Когда задают вопрос о том, находятся ли еще в живых Агамемнон, Терсит, Ганнибал, Варрон[461] и всякие глупцы, которые когда-либо существовали в Италии, Скифии, Бактрии или Гвинее, то может ли кто-нибудь думать, будто изучение природы способно доставить нам достаточно сильные аргументы, чтобы утвердительно отвечать на столь странный вопрос? Если не принимать во внимание откровение, то окажется, что аргументов нет, и это в достаточной мере оправдывает отрицательный ответ. "Quanto facilius, — говорит Плиний, — certiusque sibi quemque credere as specimen securitatis antegenitali sumere experimento".[462] Наша бесчувственность до того, как сформировалось наше тело, по-видимому, доказывает естественному разуму, что подобное же состояние наступит и после распада тела.

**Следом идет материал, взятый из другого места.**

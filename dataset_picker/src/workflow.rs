//! Interactive dataset resolution
//!
//! ```text
//!                 cancel keyword
//!   AwaitingInput ───────────────> Cancelled
//!     │   ^
//!     │   │ missing / directory: suggest, re-prompt
//!     │   └───┐
//!     └───────┴──── leaf ─────────> Resolved
//! ```
//!
//! There is no retry limit unless one is configured: the loop ends when the
//! caller names a dataset, cancels, or runs out of input.

use cache_settings::CacheSettings;
use dataset_cache::{DatasetCache, Lookup};
use name_resolver::{FuzzyNameResolver, Suggestion};
use std::sync::Arc;
use tracing::debug;

use crate::prompt::{FnPrompt, PromptSource};

/// Default prompt text
pub const DEFAULT_PROMPT: &str = "Enter the name of the data set: ";

/// Where the workflow is
#[derive(Debug, Clone, Copy, PartialEq, Eq)]
pub enum ResolutionState {
    /// Waiting for the next name
    AwaitingInput,
    /// A dataset was selected
    Resolved,
    /// The caller entered the cancel keyword
    Cancelled,
}

/// Why an input was not accepted
#[derive(Debug, Clone, Copy, PartialEq, Eq)]
pub enum MissReason {
    /// Nothing is stored under the name
    NotFound,
    /// The name is a directory, not a dataset
    Directory,
}

/// Result of feeding one input to the workflow
#[derive(Debug, Clone, PartialEq)]
pub enum StepResult<T> {
    /// The input named a dataset
    Resolved { path: String, value: Arc<T> },
    /// The input was the cancel keyword
    Cancelled,
    /// The input was rejected; keep prompting
    Retry {
        input: String,
        reason: MissReason,
        suggestion: Option<Suggestion>,
    },
}

/// Something observable that happened during resolution
#[derive(Debug, Clone, PartialEq)]
pub enum ResolutionEvent {
    /// An input was rejected
    Miss {
        input: String,
        reason: MissReason,
        suggestion: Option<Suggestion>,
    },
    /// A dataset was selected
    Resolved { path: String },
    /// Resolution was cancelled
    Cancelled,
}

/// Final outcome of [`ResolutionWorkflow::run`]
#[derive(Debug, Clone, PartialEq)]
pub enum Resolution<T> {
    /// The caller picked a dataset
    Resolved { path: String, value: Arc<T> },
    /// The caller entered the cancel keyword
    Cancelled,
    /// The prompt source ran dry before a decision
    InputExhausted,
    /// The configured attempt cap was reached
    AttemptsExhausted { attempts: usize },
}

impl<T> Resolution<T> {
    /// Returns the selected value, if any
    pub fn value(&self) -> Option<&Arc<T>> {
        match self {
            Resolution::Resolved { value, .. } => Some(value),
            _ => None,
        }
    }

    pub fn is_cancelled(&self) -> bool {
        matches!(self, Resolution::Cancelled)
    }
}

/// Resolves free-text names into cached datasets, tolerating typos
#[derive(Debug)]
pub struct ResolutionWorkflow<'c, T> {
    cache: &'c DatasetCache<T>,
    resolver: FuzzyNameResolver,
    cancel_keyword: String,
    max_attempts: Option<usize>,
    prompt: String,
    state: ResolutionState,
    attempts: usize,
}

impl<'c, T> ResolutionWorkflow<'c, T> {
    /// Creates a workflow with default threshold, `back` as cancel keyword
    /// and no attempt cap
    pub fn new(cache: &'c DatasetCache<T>) -> Self {
        Self {
            cache,
            resolver: FuzzyNameResolver::default(),
            cancel_keyword: CacheSettings::DEFAULT_CANCEL_KEYWORD.to_string(),
            max_attempts: None,
            prompt: DEFAULT_PROMPT.to_string(),
            state: ResolutionState::AwaitingInput,
            attempts: 0,
        }
    }

    /// Creates a workflow configured from `settings`
    pub fn from_settings(cache: &'c DatasetCache<T>, settings: &CacheSettings) -> Self {
        let mut workflow = Self::new(cache)
            .with_resolver(FuzzyNameResolver::new(settings.similarity_threshold))
            .with_cancel_keyword(settings.cancel_keyword.clone());
        workflow.max_attempts = settings.max_attempts;
        workflow
    }

    pub fn with_resolver(mut self, resolver: FuzzyNameResolver) -> Self {
        self.resolver = resolver;
        self
    }

    /// Sets the cancel keyword; surrounding whitespace is ignored, as it is for input
    pub fn with_cancel_keyword(mut self, keyword: impl Into<String>) -> Self {
        let keyword = keyword.into();
        self.cancel_keyword = keyword.trim().to_string();
        self
    }

    /// Caps the number of inputs accepted before giving up
    pub fn with_max_attempts(mut self, max_attempts: usize) -> Self {
        self.max_attempts = Some(max_attempts);
        self
    }

    pub fn with_prompt(mut self, prompt: impl Into<String>) -> Self {
        self.prompt = prompt.into();
        self
    }

    pub fn state(&self) -> ResolutionState {
        self.state
    }

    /// Number of inputs processed so far
    pub fn attempts(&self) -> usize {
        self.attempts
    }

    /// Processes one input
    ///
    /// Input is trimmed before matching. The fuzzy resolver is only consulted
    /// when the input is neither the cancel keyword nor a dataset.
    pub fn step(&mut self, input: &str) -> StepResult<T> {
        let input = input.trim();
        self.attempts += 1;

        if input == self.cancel_keyword {
            self.state = ResolutionState::Cancelled;
            debug!(attempts = self.attempts, "Resolution cancelled");
            return StepResult::Cancelled;
        }

        let reason = match self.cache.get(input) {
            Lookup::Leaf(value) => {
                self.state = ResolutionState::Resolved;
                debug!(path = input, attempts = self.attempts, "Resolved dataset");
                return StepResult::Resolved {
                    path: input.to_string(),
                    value: Arc::clone(value),
                };
            }
            Lookup::Directory(_) => MissReason::Directory,
            Lookup::Missing => MissReason::NotFound,
        };

        let suggestion = self.resolver.suggest(input, self.cache.leaf_paths());
        self.state = ResolutionState::AwaitingInput;
        debug!(input, ?reason, "Rejected dataset name");

        StepResult::Retry {
            input: input.to_string(),
            reason,
            suggestion,
        }
    }

    /// Prompts until the caller resolves a dataset, cancels, or input runs out
    ///
    /// `observe` sees every rejection and the final decision.
    pub fn run<P, O>(&mut self, source: &mut P, mut observe: O) -> Resolution<T>
    where
        P: PromptSource + ?Sized,
        O: FnMut(&ResolutionEvent),
    {
        loop {
            if let Some(max) = self.max_attempts {
                if self.attempts >= max {
                    return Resolution::AttemptsExhausted {
                        attempts: self.attempts,
                    };
                }
            }

            let Some(input) = source.next_input(&self.prompt) else {
                debug!(attempts = self.attempts, "Input exhausted");
                return Resolution::InputExhausted;
            };

            match self.step(&input) {
                StepResult::Resolved { path, value } => {
                    observe(&ResolutionEvent::Resolved { path: path.clone() });
                    return Resolution::Resolved { path, value };
                }
                StepResult::Cancelled => {
                    observe(&ResolutionEvent::Cancelled);
                    return Resolution::Cancelled;
                }
                StepResult::Retry {
                    input,
                    reason,
                    suggestion,
                } => observe(&ResolutionEvent::Miss {
                    input,
                    reason,
                    suggestion,
                }),
            }
        }
    }
}

/// Resolves a name by repeatedly calling `prompt_fn` until a dataset is named
/// or `cancel_keyword` is entered
///
/// Returns `None` on cancellation.
pub fn resolve_interactively<T, F>(
    cache: &DatasetCache<T>,
    prompt_fn: F,
    cancel_keyword: &str,
) -> Option<Arc<T>>
where
    F: FnMut(&str) -> String,
{
    let mut workflow = ResolutionWorkflow::new(cache).with_cancel_keyword(cancel_keyword);
    match workflow.run(&mut FnPrompt(prompt_fn), |_| {}) {
        Resolution::Resolved { value, .. } => Some(value),
        _ => None,
    }
}

#[cfg(test)]
mod tests {
    use super::*;
    use crate::prompt::ScriptedPrompt;

    fn cache() -> DatasetCache<&'static str> {
        let mut cache = DatasetCache::with_capacity(8);
        cache.set("Coronal/Density/MASTER", "T1").unwrap();
        cache.set("Coronal/Density/output_K1", "T2").unwrap();
        cache
    }

    #[test]
    fn test_initial_state() {
        let cache = cache();
        let workflow = ResolutionWorkflow::new(&cache);
        assert_eq!(workflow.state(), ResolutionState::AwaitingInput);
        assert_eq!(workflow.attempts(), 0);
    }

    #[test]
    fn test_step_resolves_leaf() {
        let cache = cache();
        let mut workflow = ResolutionWorkflow::new(&cache);
        match workflow.step("  Coronal/Density/MASTER ") {
            StepResult::Resolved { path, value } => {
                assert_eq!(path, "Coronal/Density/MASTER");
                assert_eq!(*value, "T1");
            }
            other => panic!("unexpected step: {:?}", other),
        }
        assert_eq!(workflow.state(), ResolutionState::Resolved);
    }

    #[test]
    fn test_step_rejects_directory_with_suggestion() {
        let cache = cache();
        let mut workflow = ResolutionWorkflow::new(&cache);
        match workflow.step("Coronal/Density") {
            StepResult::Retry {
                reason, suggestion, ..
            } => {
                assert_eq!(reason, MissReason::Directory);
                let suggestion = suggestion.unwrap();
                assert!(suggestion.path.starts_with("Coronal/Density/"));
            }
            other => panic!("unexpected step: {:?}", other),
        }
        assert_eq!(workflow.state(), ResolutionState::AwaitingInput);
    }

    #[test]
    fn test_step_typo_suggests_closest() {
        let cache = cache();
        let mut workflow = ResolutionWorkflow::new(&cache);
        match workflow.step("Coronl/Density/MASTER") {
            StepResult::Retry {
                reason, suggestion, ..
            } => {
                assert_eq!(reason, MissReason::NotFound);
                assert_eq!(suggestion.unwrap().path, "Coronal/Density/MASTER");
            }
            other => panic!("unexpected step: {:?}", other),
        }
    }

    #[test]
    fn test_step_garbage_has_no_suggestion() {
        let cache = cache();
        let mut workflow = ResolutionWorkflow::new(&cache);
        assert!(matches!(
            workflow.step("zzzzz"),
            StepResult::Retry {
                suggestion: None,
                ..
            }
        ));
    }

    #[test]
    fn test_cancel_first() {
        let cache = cache();
        let mut script = ScriptedPrompt::from_lines(["back", "Coronal/Density/MASTER"]);
        let mut events = Vec::new();

        let resolution = ResolutionWorkflow::new(&cache).run(&mut script, |e| events.push(e.clone()));

        assert!(resolution.is_cancelled());
        assert_eq!(events, vec![ResolutionEvent::Cancelled]);
        assert_eq!(script.remaining(), 1);
    }

    #[test]
    fn test_retry_then_resolve() {
        let cache = cache();
        let mut script = ScriptedPrompt::from_lines([
            "Coronl/Density/MASTER",
            "Coronal",
            "Coronal/Density/output_K1",
        ]);
        let mut events = Vec::new();

        let mut workflow = ResolutionWorkflow::new(&cache);
        let resolution = workflow.run(&mut script, |e| events.push(e.clone()));

        assert_eq!(resolution.value().map(|v| **v), Some("T2"));
        assert_eq!(workflow.attempts(), 3);
        assert_eq!(events.len(), 3);
        assert!(matches!(
            &events[0],
            ResolutionEvent::Miss {
                reason: MissReason::NotFound,
                ..
            }
        ));
        assert!(matches!(
            &events[1],
            ResolutionEvent::Miss {
                reason: MissReason::Directory,
                ..
            }
        ));
        assert_eq!(
            events[2],
            ResolutionEvent::Resolved {
                path: "Coronal/Density/output_K1".to_string()
            }
        );
    }

    #[test]
    fn test_input_exhausted() {
        let cache = cache();
        let mut script = ScriptedPrompt::from_lines(["nope", "still nope"]);
        let resolution = ResolutionWorkflow::new(&cache).run(&mut script, |_| {});
        assert_eq!(resolution, Resolution::InputExhausted);
    }

    #[test]
    fn test_attempt_cap() {
        let cache = cache();
        let mut script = ScriptedPrompt::from_lines(["a", "b", "c", "Coronal/Density/MASTER"]);
        let resolution = ResolutionWorkflow::new(&cache)
            .with_max_attempts(2)
            .run(&mut script, |_| {});
        assert_eq!(resolution, Resolution::AttemptsExhausted { attempts: 2 });
        assert_eq!(script.remaining(), 2);
    }

    #[test]
    fn test_custom_keyword_and_prompt() {
        let cache = cache();
        let mut script = ScriptedPrompt::from_lines(["back", "quit"]);
        let resolution = ResolutionWorkflow::new(&cache)
            .with_cancel_keyword("quit")
            .with_prompt("dataset> ")
            .run(&mut script, |_| {});
        assert!(resolution.is_cancelled());
        assert_eq!(script.prompts_seen(), ["dataset> ", "dataset> "]);
    }

    #[test]
    fn test_from_settings() {
        let cache = cache();
        let settings = CacheSettings {
            cancel_keyword: "exit".to_string(),
            max_attempts: Some(1),
            ..CacheSettings::default()
        };
        let mut script = ScriptedPrompt::from_lines(["back", "exit"]);
        let resolution = ResolutionWorkflow::from_settings(&cache, &settings).run(&mut script, |_| {});
        assert_eq!(resolution, Resolution::AttemptsExhausted { attempts: 1 });
    }

    #[test]
    fn test_padded_keyword_still_cancels() {
        let cache = cache();
        let settings = CacheSettings {
            cancel_keyword: " back ".to_string(),
            ..CacheSettings::default()
        };
        let mut script = ScriptedPrompt::from_lines([" back ", "back"]);
        let resolution = ResolutionWorkflow::from_settings(&cache, &settings).run(&mut script, |_| {});
        assert!(resolution.is_cancelled());
        assert_eq!(script.remaining(), 1);
    }

    #[test]
    fn test_resolve_interactively_padded_keyword() {
        let cache = cache();
        let mut prompts = 0;
        let value = resolve_interactively(
            &cache,
            |_| {
                prompts += 1;
                assert!(prompts < 3, "keyword never matched");
                "back".to_string()
            },
            "\tback\n",
        );
        assert!(value.is_none());
        assert_eq!(prompts, 1);
    }

    #[test]
    fn test_resolve_interactively() {
        let cache = cache();
        let mut answers = vec!["Coronl", "Coronal/Density/MASTER"].into_iter();
        let value = resolve_interactively(
            &cache,
            |_| answers.next().unwrap_or("back").to_string(),
            "back",
        );
        assert_eq!(value.map(|v| *v), Some("T1"));
    }

    #[test]
    fn test_resolve_interactively_cancel() {
        let cache = cache();
        let value = resolve_interactively(&cache, |_| "back".to_string(), "back");
        assert!(value.is_none());
    }
}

Если бы наш ужас перед уничтожением был изначальным аффектом, а не действием присущей нам вообще любви к счастью, то он скорее доказывал бы смертность души. Ведь поскольку природа не делает ничего напрасно, то она никогда не внушила бы нам ужаса перед невозможным событием. Она может внушить нам ужас перед неизбежным событием в том случае, когда — как это имеет место в данном случае — наши усилия часто могут отсрочить его на некоторое время. Смерть в конце концов неизбежна, однако человеческий род не сохранился бы, если бы природа не внушила нам отвращения к смерти. Ко всем учениям, которым потворствуют наши аффекты, следует относиться с подозрением, а надежды и страхи, которые дают начало данному учению, ясны как день.
Бесконечно более выгодно в каждом споре защищать отрицательный тезис. Если вопрос касается чего-либо выходящего за пределы хода природы, известного нам из обычного опыта, то это обстоятельство является по преимуществу, если не всегда, решающим. Посредством каких аргументов или аналогий можем мы доказать наличие такого состояния существования, которого никто никогда не видел и которое совершенно непохоже на то, что мы когда-либо видели? Кто будет настолько доверять какой-либо мнимой философии, чтобы на основании ее свидетельства допустить реальность такого чудесного мира? Для данной цели нужен какой-нибудь новый вид логики и какие-нибудь новые силы духа, чтобы сделать нас способными постигнуть эту логику.
Ничто не могло бы более ясно показать, сколь бесконечно человечество обязано божественному откровению, чем тот факт, что, как мы находим, никакое иное средство не в силах удостоверить эту великую и важную истину.[463]